* **Task item**
Could you please find each line in the records that contains the word "lock" and copy it?

----

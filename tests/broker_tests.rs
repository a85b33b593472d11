use async_trait::async_trait;
use domainflow::broker::{
    PermissionSource, SecretCache, SecretProvider, ToolBroker, ToolContext, ToolError,
    ToolProvider,
};
use domainflow::config::{EngineConfig, RetryPolicy};
use domainflow::types::{TenantId, ToolName};
use domainflow::EngineError;
use std::collections::BTreeSet;
use std::sync::atomic::{AtomicUsize, Ordering};
use std::sync::{Arc, Mutex};
use std::time::Duration;
use tokio::time::Instant;
use tokio_util::sync::CancellationToken;

fn fast_config() -> EngineConfig {
    EngineConfig {
        retry: RetryPolicy {
            max_retries: 3,
            base_delay: Duration::from_millis(5),
            max_delay: Duration::from_millis(20),
            jitter: 0.2,
        },
        ..EngineConfig::default()
    }
}

fn ctx() -> ToolContext {
    ToolContext {
        tenant_id: TenantId::new("acme"),
        agent_id: "agent-1".to_string(),
        job_id: "job-1".to_string(),
        deadline: Instant::now() + Duration::from_secs(5),
        cancel: CancellationToken::new(),
        emitter: None,
    }
}

struct TablePermissions {
    allowed: Mutex<BTreeSet<ToolName>>,
}

impl TablePermissions {
    fn allowing(tools: &[ToolName]) -> Arc<Self> {
        Arc::new(Self {
            allowed: Mutex::new(tools.iter().copied().collect()),
        })
    }

    fn set(&self, tools: &[ToolName]) {
        *self.allowed.lock().unwrap() = tools.iter().copied().collect();
    }
}

impl PermissionSource for TablePermissions {
    fn allowed_tools(&self, _tenant: &TenantId, _agent_id: &str) -> Option<BTreeSet<ToolName>> {
        Some(self.allowed.lock().unwrap().clone())
    }
}

/// Provider that fails with a transient error a fixed number of times
/// before succeeding, counting every call.
struct FlakyProvider {
    tool: ToolName,
    failures: usize,
    calls: Arc<AtomicUsize>,
}

#[async_trait]
impl ToolProvider for FlakyProvider {
    fn tool(&self) -> ToolName {
        self.tool
    }

    async fn invoke(
        &self,
        _params: serde_json::Value,
        _ctx: &ToolContext,
    ) -> Result<serde_json::Value, ToolError> {
        let call = self.calls.fetch_add(1, Ordering::SeqCst);
        if call < self.failures {
            Err(ToolError::Transient("upstream 503".to_string()))
        } else {
            Ok(serde_json::json!({"ok": true}))
        }
    }
}

struct PermanentFailProvider {
    tool: ToolName,
    calls: Arc<AtomicUsize>,
}

#[async_trait]
impl ToolProvider for PermanentFailProvider {
    fn tool(&self) -> ToolName {
        self.tool
    }

    async fn invoke(
        &self,
        _params: serde_json::Value,
        _ctx: &ToolContext,
    ) -> Result<serde_json::Value, ToolError> {
        self.calls.fetch_add(1, Ordering::SeqCst);
        Err(ToolError::Permanent("bad parameters".to_string()))
    }
}

#[tokio::test]
async fn test_unauthorized_tool_is_denied_without_dispatch() {
    let calls = Arc::new(AtomicUsize::new(0));
    let broker = ToolBroker::new(&fast_config(), TablePermissions::allowing(&[]));
    broker.register_provider(Arc::new(FlakyProvider {
        tool: ToolName::Geocode,
        failures: 0,
        calls: Arc::clone(&calls),
    }));

    match broker.invoke(ToolName::Geocode, serde_json::json!({}), &ctx()).await {
        Err(EngineError::ToolDenied(msg)) => assert!(msg.contains("agent-1")),
        other => panic!("expected ToolDenied, got {:?}", other),
    }
    assert_eq!(calls.load(Ordering::SeqCst), 0);
}

#[tokio::test]
async fn test_transient_failures_are_retried() {
    let calls = Arc::new(AtomicUsize::new(0));
    let broker = ToolBroker::new(&fast_config(), TablePermissions::allowing(&[ToolName::Llm]));
    broker.register_provider(Arc::new(FlakyProvider {
        tool: ToolName::Llm,
        failures: 2,
        calls: Arc::clone(&calls),
    }));

    let value = broker
        .invoke(ToolName::Llm, serde_json::json!({}), &ctx())
        .await
        .unwrap();
    assert_eq!(value["ok"], true);
    assert_eq!(calls.load(Ordering::SeqCst), 3);
}

#[tokio::test]
async fn test_retries_exhausted_becomes_tool_failed() {
    let calls = Arc::new(AtomicUsize::new(0));
    let broker = ToolBroker::new(&fast_config(), TablePermissions::allowing(&[ToolName::Llm]));
    broker.register_provider(Arc::new(FlakyProvider {
        tool: ToolName::Llm,
        failures: 100,
        calls: Arc::clone(&calls),
    }));

    match broker.invoke(ToolName::Llm, serde_json::json!({}), &ctx()).await {
        Err(EngineError::ToolFailed(_)) => {}
        other => panic!("expected ToolFailed, got {:?}", other),
    }
    // Initial attempt plus max_retries.
    assert_eq!(calls.load(Ordering::SeqCst), 4);
}

#[tokio::test]
async fn test_permanent_failures_are_not_retried() {
    let calls = Arc::new(AtomicUsize::new(0));
    let broker = ToolBroker::new(&fast_config(), TablePermissions::allowing(&[ToolName::Llm]));
    broker.register_provider(Arc::new(PermanentFailProvider {
        tool: ToolName::Llm,
        calls: Arc::clone(&calls),
    }));

    assert!(broker
        .invoke(ToolName::Llm, serde_json::json!({}), &ctx())
        .await
        .is_err());
    assert_eq!(calls.load(Ordering::SeqCst), 1);
}

#[tokio::test]
async fn test_non_get_custom_http_is_not_retried() {
    let calls = Arc::new(AtomicUsize::new(0));
    let broker = ToolBroker::new(
        &fast_config(),
        TablePermissions::allowing(&[ToolName::CustomHttp]),
    );
    broker.register_provider(Arc::new(FlakyProvider {
        tool: ToolName::CustomHttp,
        failures: 100,
        calls: Arc::clone(&calls),
    }));

    let result = broker
        .invoke(
            ToolName::CustomHttp,
            serde_json::json!({"method": "POST", "url": "https://x"}),
            &ctx(),
        )
        .await;
    assert!(matches!(result, Err(EngineError::ToolFailed(_))));
    assert_eq!(calls.load(Ordering::SeqCst), 1);

    // GET stays idempotent and retries.
    calls.store(0, Ordering::SeqCst);
    let result = broker
        .invoke(
            ToolName::CustomHttp,
            serde_json::json!({"method": "GET", "url": "https://x"}),
            &ctx(),
        )
        .await;
    assert!(result.is_err());
    assert_eq!(calls.load(Ordering::SeqCst), 4);
}

#[tokio::test]
async fn test_permission_cache_and_explicit_invalidation() {
    let source = TablePermissions::allowing(&[ToolName::Llm]);
    let broker = ToolBroker::new(&fast_config(), Arc::clone(&source) as Arc<dyn PermissionSource>);
    let calls = Arc::new(AtomicUsize::new(0));
    broker.register_provider(Arc::new(FlakyProvider {
        tool: ToolName::Llm,
        failures: 0,
        calls,
    }));

    assert!(broker
        .invoke(ToolName::Llm, serde_json::json!({}), &ctx())
        .await
        .is_ok());

    // Revoking in the source alone is invisible while the cache entry
    // lives.
    source.set(&[]);
    assert!(broker
        .invoke(ToolName::Llm, serde_json::json!({}), &ctx())
        .await
        .is_ok());

    // Explicit invalidation takes effect immediately.
    broker.invalidate_permissions(&TenantId::new("acme"), "agent-1");
    assert!(matches!(
        broker.invoke(ToolName::Llm, serde_json::json!({}), &ctx()).await,
        Err(EngineError::ToolDenied(_))
    ));
}

#[tokio::test]
async fn test_cancelled_before_dispatch() {
    let broker = ToolBroker::new(&fast_config(), TablePermissions::allowing(&[ToolName::Llm]));
    let mut ctx = ctx();
    ctx.cancel = CancellationToken::new();
    ctx.cancel.cancel();
    assert!(matches!(
        broker.invoke(ToolName::Llm, serde_json::json!({}), &ctx).await,
        Err(EngineError::Cancelled(_))
    ));
}

struct CountingSecrets {
    fetches: Arc<AtomicUsize>,
}

#[async_trait]
impl SecretProvider for CountingSecrets {
    async fn fetch(&self, tenant: &TenantId, name: &str) -> Result<String, ToolError> {
        self.fetches.fetch_add(1, Ordering::SeqCst);
        Ok(format!("{}:{}:secret", tenant, name))
    }
}

#[tokio::test]
async fn test_secret_cache_fetches_once_per_process() {
    let fetches = Arc::new(AtomicUsize::new(0));
    let cache = SecretCache::new(Arc::new(CountingSecrets {
        fetches: Arc::clone(&fetches),
    }));
    let tenant = TenantId::new("acme");

    let first = cache.get(&tenant, "geocoder-key").await.unwrap();
    let second = cache.get(&tenant, "geocoder-key").await.unwrap();
    assert_eq!(first, second);
    assert_eq!(fetches.load(Ordering::SeqCst), 1);

    // A different tenant's secret is a different entry.
    cache.get(&TenantId::new("other"), "geocoder-key").await.unwrap();
    assert_eq!(fetches.load(Ordering::SeqCst), 2);
}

----

* **Response box**
        *self.allowed.lock().unwrap() = tools.iter().copied().collect();
        Some(self.allowed.lock().unwrap().clone())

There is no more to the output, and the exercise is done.